I wasn’t going to write a post about the tax deadline this year. Then a couple of other bloggers pointed out that my personal finance blogger union contract requires me to write on certain days of the year. (This is why you’ll see me still writing about Black Friday, even though I haven’t participated in a few years.) The contract mentioned April 15th specifically, because that’s the usual tax deadline. However, this year, we’ve got three extra days to lounge around as the tax deadline isn’t until the 18th. (You can thank the folks in Washington D.C. for their Emancipation Day celebrations.) I’m going to hedge my bets and write about the deadline – even though it isn’t the deadline.
At this point in the game, there’s not a lot you can do to help your taxes. It’s possible you could do some last-minute electronic transfers to fund a Roth IRA. However, I think the best thing to do is make sure that you’ve get your taxes filed correctly. With that in mind here are some of the common mistakes people make so that you can give your own taxes a double check:
- Missing the Deadline – If you think that you aren’t going to finish by the deadline, the best thing you can do is File Form 4868 for an extension. The interesting thing about this is that you still have to pay any taxes you owe. So if you think you owe money, you still need to send in a payment. I’ve always wondered how you are supposed to guess how much money send in if you haven’t finished your taxes. I think the IRS views that as “Not our problem.”
- Direct Deposit Errors – If you are getting a refund the quickest way to get the money is to get it deposited directly to your bank account. This requires giving them your banking details such as bank’s ABA/routing numbers and your account number. If there’s an error in this information your money may end up elsewhere. Yikes!
- Not Reporting Unearned Income – Those 1099-INT and 1099-DIV forms that you get from your bank and brokerage are worth paying attention to. These financial institutions are reporting this information to the IRS. In a sense this gives the IRS the power of Santa Claus – they know if you’ve been bad or good.
- Social Security Number Errors – It sounds like a simple thing, but the wrong social security number in the wrong area and you’ve got yourself quite a mess.
- Common Errors for those working with paper – If you are a Luddite who still does taxes on paper, it might be time to think about changing.
- Signing your Tax Forms – Back before I had my own tax person, I came close to being guilty of this a couple of times. After all the work with the tax programs and getting them printed out, I just wanted to get it in the mail as quick as possible. It was just too easy to forget the step to pick up that pen. With elecrtical signatures this isn’t much of a problem for e-filers any more.
- Bad Math – It’s a pain to double-check all the math, but tax software programs like TurboTax do it for your automatically. Embrace your friend, Mr. Technology.
- Incorrect Postage – This is another common error for those doing paper returns. The tax packets can get pretty big and who knows how many stamps you need to put on? Before I started e-filing, I’d take mine to the post office and stand in line for an hour just to make sure it got weighed and stamped in front of me.

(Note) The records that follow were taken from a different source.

//! Layout helpers for the parley TUI.

use ratatui::layout::{Constraint, Direction, Layout, Rect};

/// Create a centered rect with fixed dimensions.
pub fn centered_fixed(width: u16, height: u16, area: Rect) -> Rect {
    let x = area.x + area.width.saturating_sub(width) / 2;
    let y = area.y + area.height.saturating_sub(height) / 2;
    Rect::new(x, y, width.min(area.width), height.min(area.height))
}

/// Create the main layout with status bar at bottom.
pub fn main_layout(area: Rect) -> (Rect, Rect) {
    let chunks = Layout::default()
        .direction(Direction::Vertical)
        .constraints([Constraint::Min(3), Constraint::Length(1)])
        .split(area);
    (chunks[0], chunks[1])
}
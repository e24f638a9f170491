//! Status bar widget.

use crate::ui::theme::{Palette, Styles};
use ratatui::{
    buffer::Buffer,
    layout::Rect,
    style::Style,
    text::{Line, Span},
    widgets::Widget,
};
use unicode_width::UnicodeWidthStr;

/// A key hint for the status bar.
#[derive(Debug, Clone)]
pub struct KeyHint {
    pub key: &'static str,
    pub label: &'static str,
}

impl KeyHint {
    pub const fn new(key: &'static str, label: &'static str) -> Self {
        Self { key, label }
    }
}

/// Status bar widget displayed at the bottom of the screen.
#[derive(Debug, Clone)]
pub struct StatusBar<'a> {
    mode: &'a str,
    mode_style: Style,
    hints: Vec<KeyHint>,
    right_text: Option<&'a str>,
}

impl<'a> StatusBar<'a> {
    /// Create a new status bar.
    pub fn new(mode: &'a str) -> Self {
        Self {
            mode,
            mode_style: Styles::default().bg(Palette::ACCENT).fg(Palette::BG),
            hints: Vec::new(),
            right_text: None,
        }
    }

    /// Override the mode badge style.
    #[must_use]
    pub fn mode_style(mut self, style: Style) -> Self {
        self.mode_style = style;
        self
    }

    /// Add key hints.
    #[must_use]
    pub fn hints(mut self, hints: Vec<KeyHint>) -> Self {
        self.hints = hints;
        self
    }

    /// Set right-aligned text.
    #[must_use]
    pub fn right(mut self, text: &'a str) -> Self {
        self.right_text = Some(text);
        self
    }
}

impl Widget for StatusBar<'_> {
    fn render(self, area: Rect, buf: &mut Buffer) {
        if area.height < 1 {
            return;
        }

        // Fill background with status bar color
        for x in area.x..area.x.saturating_add(area.width) {
            buf[(x, area.y)].set_char(' ').set_bg(Palette::STATUS_BG);
        }

        let mut spans = vec![
            Span::styled(format!(" {} ", self.mode), self.mode_style),
            Span::styled(" ", Styles::status_bar()),
        ];

        for hint in &self.hints {
            spans.push(Span::styled(format!(" {} ", hint.key), Styles::key_hint()));
            spans.push(Span::styled(
                format!(" {} ", hint.label),
                Styles::key_label(),
            ));
        }

        let left_line = Line::from(spans);
        let left_width = left_line.width();
        buf.set_line(area.x, area.y, &left_line, area.width);

        // Right-aligned text, only if it does not collide with the hints
        if let Some(text) = self.right_text {
            let text_width = text.width();
            let fits = left_width.saturating_add(text_width).saturating_add(1)
                < usize::from(area.width);
            if let (true, Ok(w)) = (fits, u16::try_from(text_width)) {
                let x = area.x + area.width - w - 1;
                buf.set_string(x, area.y, text, Styles::status_bar());
            }
        }
    }
}
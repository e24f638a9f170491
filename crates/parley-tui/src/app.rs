//! Application state for the parley TUI.

use parley_engine::{ChatSession, HistoryError, HistoryTicket, Message, SendOutcome};
use ratatui::layout::Rect;
use tracing::{debug, info};

use crate::chat::{transcript_lines, ChatPane};
use crate::commands::{is_command, parse_command, unescape_slash, Command};
use crate::event::Action;
use crate::ui::widgets::TextInputState;

/// Lines moved per scroll step.
const SCROLL_STEP: usize = 1;

/// Main application state.
pub struct App {
    /// Whether the app should quit.
    pub should_quit: bool,
    /// Whether help overlay is visible.
    pub show_help: bool,
    /// The chat session driving the view.
    pub session: ChatSession,
    /// Message composer.
    pub input: TextInputState,
    /// Lines scrolled up from the bottom of the transcript.
    pub scroll: usize,
    /// One-line command feedback shown in the status bar.
    pub notice: Option<String>,
    max_scroll: usize,
    page: usize,
    // Length and last id of the list at the last tick
    last_seen: (usize, Option<String>),
}

impl App {
    /// Create a new app around an unbound session.
    pub fn new(session: ChatSession) -> Self {
        Self {
            should_quit: false,
            show_help: false,
            session,
            input: TextInputState::new(),
            scroll: 0,
            notice: None,
            max_scroll: 0,
            page: 10,
            last_seen: (0, None),
        }
    }

    /// Bind the session to its initial conversation.
    pub fn start(&mut self) -> HistoryTicket {
        info!(conversation = %self.session.conversation_id(), "starting chat view");
        self.session.bind()
    }

    /// Handle an action.
    ///
    /// Returns a ticket when the action rebinds the session and a history
    /// fetch has to be issued.
    pub fn handle_action(&mut self, action: Action) -> Option<HistoryTicket> {
        // Global actions
        match action {
            Action::Quit => {
                if self.show_help {
                    self.show_help = false;
                } else {
                    self.should_quit = true;
                }
                return None;
            }
            Action::Help => {
                self.show_help = !self.show_help;
                return None;
            }
            _ => {}
        }

        // If help is showing, any key closes it
        if self.show_help {
            self.show_help = false;
            return None;
        }

        match action {
            Action::Send => return self.submit(),
            Action::Newline => self.input.insert('\n'),
            Action::Insert(c) => self.input.insert(c),
            Action::Backspace => self.input.backspace(),
            Action::Delete => self.input.delete(),
            Action::Left => self.input.move_left(),
            Action::Right => self.input.move_right(),
            Action::Home => self.input.move_home(),
            Action::End => self.input.move_end(),
            Action::ScrollUp => self.scroll_up(SCROLL_STEP),
            Action::ScrollDown => self.scroll_down(SCROLL_STEP),
            Action::PageUp => self.scroll_up(self.page),
            Action::PageDown => self.scroll_down(self.page),
            Action::Quit | Action::Help | Action::None => {}
        }
        None
    }

    /// Insert pasted text at the cursor.
    pub fn paste(&mut self, text: &str) {
        if self.show_help {
            self.show_help = false;
            return;
        }
        // Terminals send CR for line breaks inside a paste
        self.input.insert_str(&text.replace("\r\n", "\n").replace('\r', "\n"));
    }

    /// Submit the composer content as a message or a slash command.
    fn submit(&mut self) -> Option<HistoryTicket> {
        let text = self.input.content().to_string();

        if is_command(&text) {
            self.input.clear();
            return parse_command(&text).and_then(|command| self.run_command(command));
        }

        let text = unescape_slash(&text);
        match self.session.send(&text) {
            SendOutcome::Ignored => {}
            SendOutcome::Sent { local_id } => {
                debug!(%local_id, "message sent");
                self.input.clear();
                self.notice = None;
                self.scroll = 0;
            }
            SendOutcome::RolledBack { local_id, .. } => {
                debug!(%local_id, "message rolled back");
                self.input.clear();
            }
        }
        None
    }

    fn run_command(&mut self, command: Command) -> Option<HistoryTicket> {
        match command {
            Command::Help => {
                self.show_help = true;
                None
            }
            Command::Quit => {
                self.should_quit = true;
                None
            }
            Command::Switch(None) => {
                self.notice = Some("Usage: /switch <conversation-id>".into());
                None
            }
            Command::Switch(Some(id)) => {
                let ticket = self.session.switch_conversation(id.as_str());
                match &ticket {
                    Some(_) => {
                        self.notice = None;
                        self.scroll = 0;
                    }
                    None => self.notice = Some(format!("Already in #{id}")),
                }
                ticket
            }
            Command::Unknown(name) => {
                self.notice = Some(format!("Unknown command: /{name}"));
                None
            }
        }
    }

    /// Install a finished history fetch.
    pub fn apply_history(
        &mut self,
        ticket: &HistoryTicket,
        result: Result<Vec<Message>, HistoryError>,
    ) {
        if self.session.apply_history(ticket, result) {
            self.follow_list();
        }
    }

    /// Tick handler: drain the live channel and keep the view current.
    pub fn tick(&mut self) {
        if self.session.poll_channel() > 0 {
            self.follow_list();
        }
    }

    /// Scroll back to the newest message whenever the list changed.
    fn follow_list(&mut self) {
        let messages = self.session.messages();
        let seen = (messages.len(), messages.last().map(|m| m.id.clone()));
        if seen != self.last_seen {
            self.last_seen = seen;
            self.scroll = 0;
        }
    }

    /// Clamp scrolling to the transcript drawn in `pane` (the chat pane area).
    pub fn fit_scroll(&mut self, pane: Rect) {
        let area = ChatPane::transcript_area(pane);
        let total = transcript_lines(&self.session, area.width).len();
        let height = usize::from(area.height);
        self.max_scroll = total.saturating_sub(height);
        self.page = height.max(1);
        self.scroll = self.scroll.min(self.max_scroll);
    }

    fn scroll_up(&mut self, lines: usize) {
        self.scroll = self.scroll.saturating_add(lines).min(self.max_scroll);
    }

    fn scroll_down(&mut self, lines: usize) {
        self.scroll = self.scroll.saturating_sub(lines);
    }
}

#[cfg(test)]
mod tests {
    use super::*;
    use crate::test_utils::{create_test_app, message_from, render_app_to_string};
    use parley_engine::{BindState, ChannelEvent, OutboundEvent};

    fn type_text(app: &mut App, text: &str) {
        for c in text.chars() {
            app.handle_action(Action::Insert(c));
        }
    }

    #[test]
    fn test_send_appends_emits_and_clears_input() {
        let (mut app, link) = create_test_app();
        app.start();

        type_text(&mut app, "hello");
        assert!(app.handle_action(Action::Send).is_none());

        assert!(app.input.is_empty());
        assert_eq!(app.session.messages().len(), 1);
        assert_eq!(app.session.messages()[0].body, "hello");
        let emitted = link.emitted.borrow();
        assert!(matches!(
            emitted.last(),
            Some(OutboundEvent::SendMessage(p)) if p.body == "hello" && p.conversation_id == "c1"
        ));
    }

    #[test]
    fn test_whitespace_send_is_ignored_and_input_kept() {
        let (mut app, link) = create_test_app();
        app.start();

        type_text(&mut app, "   ");
        app.handle_action(Action::Send);

        assert_eq!(app.input.content(), "   ");
        assert!(app.session.messages().is_empty());
        assert!(link.emitted.borrow().is_empty());
    }

    #[test]
    fn test_failed_send_rolls_back_silently() {
        let (mut app, link) = create_test_app();
        app.start();
        link.fail_emit.set(true);

        type_text(&mut app, "lost");
        app.handle_action(Action::Send);

        assert!(app.session.messages().is_empty());
        assert!(app.input.is_empty());
        // Failures are logged only
        assert!(app.notice.is_none());
    }

    #[test]
    fn test_newline_keeps_composing() {
        let (mut app, link) = create_test_app();
        app.start();

        type_text(&mut app, "one");
        app.handle_action(Action::Newline);
        type_text(&mut app, "two");
        app.handle_action(Action::Send);

        assert_eq!(app.session.messages()[0].body, "one\ntwo");
        assert_eq!(link.emitted.borrow().len(), 1);
    }

    #[test]
    fn test_paste_keeps_line_breaks() {
        let (mut app, _link) = create_test_app();
        app.start();

        app.paste("first\r\nsecond\rthird");
        assert_eq!(app.input.content(), "first\nsecond\nthird");

        app.handle_action(Action::Send);
        assert_eq!(app.session.messages()[0].body, "first\nsecond\nthird");
    }

    #[test]
    fn test_escaped_slash_is_sent_as_text() {
        let (mut app, _link) = create_test_app();
        app.start();

        type_text(&mut app, "//shrug");
        app.handle_action(Action::Send);

        assert_eq!(app.session.messages()[0].body, "/shrug");
    }

    #[test]
    fn test_switch_command_rebinds() {
        let (mut app, link) = create_test_app();
        app.start();

        type_text(&mut app, "/switch c2");
        let ticket = app.handle_action(Action::Send).expect("switch should rebind");

        assert_eq!(ticket.conversation_id, "c2");
        assert_eq!(app.session.conversation_id(), "c2");
        assert_eq!(*link.connects.borrow(), vec!["c1".to_string(), "c2".to_string()]);
        assert!(app.input.is_empty());
    }

    #[test]
    fn test_switch_to_same_conversation_is_noop() {
        let (mut app, link) = create_test_app();
        app.start();

        type_text(&mut app, "/switch c1");
        assert!(app.handle_action(Action::Send).is_none());
        assert_eq!(link.connects.borrow().len(), 1);
        assert_eq!(app.notice.as_deref(), Some("Already in #c1"));
    }

    #[test]
    fn test_quit_and_unknown_commands() {
        let (mut app, _link) = create_test_app();
        app.start();

        type_text(&mut app, "/nope");
        app.handle_action(Action::Send);
        assert_eq!(app.notice.as_deref(), Some("Unknown command: /nope"));
        assert!(!app.should_quit);

        type_text(&mut app, "/quit");
        app.handle_action(Action::Send);
        assert!(app.should_quit);
    }

    #[test]
    fn test_help_toggles_and_any_key_closes() {
        let (mut app, _link) = create_test_app();

        app.handle_action(Action::Help);
        assert!(app.show_help);
        app.handle_action(Action::Insert('x'));
        assert!(!app.show_help);
        // The key that closed help is swallowed
        assert!(app.input.is_empty());

        app.handle_action(Action::Help);
        app.handle_action(Action::Quit);
        assert!(!app.show_help);
        assert!(!app.should_quit);
    }

    #[test]
    fn test_tick_joins_and_receives() {
        let (mut app, link) = create_test_app();
        app.start();

        link.inject(ChannelEvent::Connected);
        link.inject(ChannelEvent::Message(message_from("m1", "u2", "hey")));
        app.tick();

        assert_eq!(app.session.state(), BindState::Joined);
        assert!(matches!(
            link.emitted.borrow().first(),
            Some(OutboundEvent::JoinRoom(id)) if id == "c1"
        ));
        assert_eq!(app.session.messages().len(), 1);
    }

    #[test]
    fn test_new_message_scrolls_to_bottom() {
        let (mut app, link) = create_test_app();
        let ticket = app.start();
        let history = (0..30)
            .map(|i| message_from(&format!("m{i}"), "u2", "filler"))
            .collect();
        app.apply_history(&ticket, Ok(history));
        app.fit_scroll(Rect::new(0, 0, 80, 20));

        app.handle_action(Action::PageUp);
        assert!(app.scroll > 0);

        link.inject(ChannelEvent::Message(message_from("m-new", "u2", "fresh")));
        app.tick();
        assert_eq!(app.scroll, 0);
    }

    #[test]
    fn test_scroll_is_clamped() {
        let (mut app, _link) = create_test_app();
        let ticket = app.start();
        app.apply_history(&ticket, Ok(vec![message_from("m1", "u2", "only one")]));
        app.fit_scroll(Rect::new(0, 0, 80, 20));

        app.handle_action(Action::PageUp);
        assert_eq!(app.scroll, 0);
    }

    #[test]
    fn test_history_error_is_silent() {
        let (mut app, _link) = create_test_app();
        let ticket = app.start();

        app.apply_history(&ticket, Err(HistoryError::Status(500)));
        assert!(app.notice.is_none());
        assert!(app.session.messages().is_empty());
        assert!(!render_app_to_string(&app).contains("500"));
    }
}
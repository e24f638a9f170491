//! Message history loading.
//!
//! History is read once per conversation binding. Each request is tagged
//! with a [`HistoryTicket`] so a response that arrives after the session has
//! moved to another conversation can be recognised and dropped.

use crate::config::{Config, ConfigError};
use crate::message::Message;
use async_trait::async_trait;
use std::sync::Arc;
use tracing::debug;

/// Source of past messages for a conversation.
#[async_trait]
pub trait HistorySource: Send + Sync {
    /// Fetch the full history of a conversation, oldest first.
    async fn fetch(&self, conversation_id: &str) -> Result<Vec<Message>, HistoryError>;
}

/// Identifies one history request against the binding that issued it.
#[derive(Debug, Clone, PartialEq, Eq)]
pub struct HistoryTicket {
    /// Binding generation at the time the request was issued.
    pub generation: u64,
    /// Conversation the request is for.
    pub conversation_id: String,
}

/// Result of a ticketed history request.
pub type HistoryResult = (HistoryTicket, Result<Vec<Message>, HistoryError>);

/// Run a ticketed fetch against a source.
pub async fn fetch_ticket(source: Arc<dyn HistorySource>, ticket: HistoryTicket) -> HistoryResult {
    let result = source.fetch(&ticket.conversation_id).await;
    (ticket, result)
}

/// History loaded from the backend's REST endpoint.
#[derive(Debug, Clone)]
pub struct HttpHistory {
    client: reqwest::Client,
    config: Config,
}

impl HttpHistory {
    /// Create a history client for the configured backend.
    pub fn new(config: Config) -> Result<Self, HistoryError> {
        let client = reqwest::Client::builder()
            .timeout(config.request_timeout())
            .build()
            .map_err(HistoryError::Request)?;
        Ok(Self { client, config })
    }
}

#[async_trait]
impl HistorySource for HttpHistory {
    async fn fetch(&self, conversation_id: &str) -> Result<Vec<Message>, HistoryError> {
        let url = self.config.history_url(conversation_id)?;
        debug!(%url, "fetching history");

        let response = self
            .client
            .get(url)
            .send()
            .await
            .map_err(HistoryError::Request)?;

        let status = response.status();
        if !status.is_success() {
            return Err(HistoryError::Status(status.as_u16()));
        }

        let bytes = response.bytes().await.map_err(HistoryError::Request)?;
        serde_json::from_slice(&bytes).map_err(HistoryError::Decode)
    }
}

/// Errors that can occur while loading history.
#[derive(Debug, thiserror::Error)]
pub enum HistoryError {
    /// Endpoint could not be derived from config.
    #[error("config error: {0}")]
    Config(#[from] ConfigError),

    /// Transport failure or timeout.
    #[error("request failed: {0}")]
    Request(#[source] reqwest::Error),

    /// Server answered with a non-success status.
    #[error("server returned status {0}")]
    Status(u16),

    /// Body was not a JSON array of messages.
    #[error("invalid history body: {0}")]
    Decode(#[source] serde_json::Error),
}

These days with e-filing, I only have to send in a check with a deposit slip – just a standard first class stamp.
Looking for more common mistakes? Check out this list from Wallet Pop
Kosmo @ The Soap Boxers says
“This requires giving them your banking details such as bank’s ABA/routing numbers and your account number. If there’s an error in this information your money may end up elsewhere. Yikes!”
I don’t think the money will go into the wrong account if you make a typo, since there would be a mismatch between the number and the accoutn owner. I’m pretty sure the deposit request would just get rejected and put the refund in limbo for a while.
I may be wrong about that, though.
Money Reasons says
I’m guilty of “Social Security Number Errors” this year on my return!
I filed with turbo tax and my return was rejected by the government because of that particular mistake…
I learned my lesson, next year I’ll be double or maybe event triple checking my return!!!